Asthma is a chronic inflammatory disease of the respiratory system indicated by labored breathing, chest constriction and coughing due to inflammation of bronchi.

Pediatric Asthma:

‘Pediatric Asthma’ or simply ‘childhood asthma’ begins in childhood itself. In the recent years there is a significant increase in the rate of incidences of pediatric asthma. Over 10 million of children are suffering with Pediatric Asthma in US alone.

The reason behind children being more susceptible to asthma attacks is that their airways are narrower compared to that of adults. Thus, pediatric asthma can produce more severe emergencies in them by exposure to slightest allergens. Hence, it should be immediately indentified and treated.

Pediatric Asthma Causes:

Pediatric Asthma results from sensitization to substances causing asthma, called as ‘Triggers’.

The common triggers include:

  • Cold weather
  • Animal hair or protein
  • Dust
  • Chemicals in food or air
  • Exercise
  • Pollen
  • Tobacco smoke
  • Viral infections like common cold

In response to these triggers from environment release of antibodies occurs which are intended to engulf the ‘triggers’, making the inside walls of airways to inflame, swollen, constricted with increased mucus resulting in spasms and finally an asthmatic attack.

Genetic Factors:

These are vital and make the person more susceptible to pediatric asthma increasing sensitivity to the triggers.

The genes contributing are:

Interleukin (IL) – 4 and IL-13:

The IL-4 gene produces IL-4, a cytokine which helps the differentiation of T-cells to T2- cells inducing type 1 hypersensitivity and increasing lymphocyte and mast cell count in body. IL-13 is also released from IL-13 gene which acts on epithelial cells. This leads to inflammation and tissue damage and ultimately to asthma.

Tumor necrosis factor-alpha (TNF-alpha): This is a pleiotropic inflammatory cytokine, expressed in mast cells and present in bronchoalveolar fluid in higher concentrations. These genes are responsible for asthma severity and bronchial hyperactivity

Pediatric Asthma Symptoms:

The pediatric asthma is characterized by the symptoms like difficulty in breathing fast breath intakes, shortness of breath, tightened chest and cough.

But sometimes the pediatric asthma episodes could be really alarming. These emergency symptoms include difficulty in breathing, bluish color of face and lips, severe anxiety, increased pulse rate, reduced alertness, sweating.

Pediatric Asthma Risk Factors:

Risk factors are the determinants for risk of developing an illness in an individual. The risk factors for pediatric asthma could include:

Gender: In the early childhood, boys are more prone to develop asthma than girls.
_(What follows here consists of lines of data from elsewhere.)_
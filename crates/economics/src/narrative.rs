use crate::impact::EconomicImpact;
use core_types::ImpactDirection;
use rust_decimal::{Decimal, RoundingStrategy};
use rust_decimal_macros::dec;

/// Plain-language statements about an economic impact.
pub fn narrate(impact: &EconomicImpact, duration_days: u32) -> Vec<String> {
    let mut lines = Vec::new();
    let annualized = impact.annualized_impact;

    match impact.direction() {
        ImpactDirection::Positive => {
            lines.push(format!(
                "Positive economic impact of ${} per day",
                fixed(impact.total_impact, 2)
            ));
            let tier = if annualized > dec!(10000) {
                format!(
                    "Strong annualized value of ${} suggests high-value optimization",
                    with_thousands(annualized)
                )
            } else if annualized > dec!(1000) {
                format!(
                    "Moderate annualized value of ${} justifies implementation",
                    with_thousands(annualized)
                )
            } else {
                format!(
                    "Limited annualized value of ${} may not justify implementation costs",
                    with_thousands(annualized)
                )
            };
            lines.push(tier);
        }
        ImpactDirection::Negative => {
            lines.push(format!(
                "Negative economic impact of ${} per day - treatment reduces value",
                fixed(impact.total_impact.abs(), 2)
            ));
            lines.push(format!(
                "Projected annual loss of ${} suggests avoiding this change",
                with_thousands(annualized.abs())
            ));
        }
        ImpactDirection::Neutral => lines.push(
            "Neutral economic impact - treatment shows no significant financial effect".to_string(),
        ),
    }

    let roi = impact.roi_percentage;
    let roi_line = if roi > dec!(100) {
        format!(
            "Exceptional ROI of {}% indicates highly profitable optimization",
            fixed(roi, 1)
        )
    } else if roi > dec!(20) {
        format!("Strong ROI of {}% exceeds typical business thresholds", fixed(roi, 1))
    } else if roi > Decimal::ZERO {
        format!("Positive ROI of {}% provides business value", fixed(roi, 1))
    } else {
        format!(
            "Negative ROI of {}% suggests treatment reduces business value",
            fixed(roi, 1)
        )
    };
    lines.push(roi_line);

    if let Some((metric_id, driver)) = impact.primary_driver() {
        let direction = if driver.dollar_impact > Decimal::ZERO {
            "positive"
        } else {
            "negative"
        };
        lines.push(format!(
            "Primary value driver: '{}' contributes {} ${} daily impact",
            metric_id,
            direction,
            fixed(driver.dollar_impact.abs(), 2)
        ));
    }

    if duration_days < 7 {
        lines.push(format!(
            "Short experiment duration ({} days) limits confidence in economic projections",
            duration_days
        ));
    } else if duration_days >= 30 {
        lines.push(format!(
            "Extended experiment duration ({} days) provides reliable basis for economic projections",
            duration_days
        ));
    }

    lines
}

/// Rounds half away from zero and always prints `places` decimals.
pub fn fixed(value: Decimal, places: u32) -> String {
    let rounded = value.round_dp_with_strategy(places, RoundingStrategy::MidpointAwayFromZero);
    format!("{:.*}", places as usize, rounded)
}

/// Groups the integer part in thousands and keeps up to three decimals, dropping
/// trailing zeros (`1234.5` becomes `1,234.5`). Matches en-US locale formatting.
pub fn with_thousands(value: Decimal) -> String {
    let rounded = value
        .round_dp_with_strategy(3, RoundingStrategy::MidpointAwayFromZero)
        .normalize();
    let text = rounded.abs().to_string();
    let (int_part, frac_part) = match text.split_once('.') {
        Some((i, f)) => (i, Some(f)),
        None => (text.as_str(), None),
    };

    let mut grouped = String::with_capacity(int_part.len() + int_part.len() / 3);
    for (i, ch) in int_part.chars().enumerate() {
        if i > 0 && (int_part.len() - i) % 3 == 0 {
            grouped.push(',');
        }
        grouped.push(ch);
    }

    let sign = if rounded.is_sign_negative() && !rounded.is_zero() {
        "-"
    } else {
        ""
    };
    match frac_part {
        Some(f) => format!("{}{}.{}", sign, grouped, f),
        None => format!("{}{}", sign, grouped),
    }
}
But after puberty the latter are at more risk.

Ethnicity: Risk of developing pediatric asthma is also dependent on race. African-American children are at greater risk than Caucasian. Genetic factors may contribute to this along with their life style and residing location.

Urban life: This is strongly associated to pediatric asthma. Children in urban areas develop asthma easily due to environmental factors like air pollution, pollen etc. This factor can be strengthened by fact that even African American children in rural areas have little risk of developing childhood asthma.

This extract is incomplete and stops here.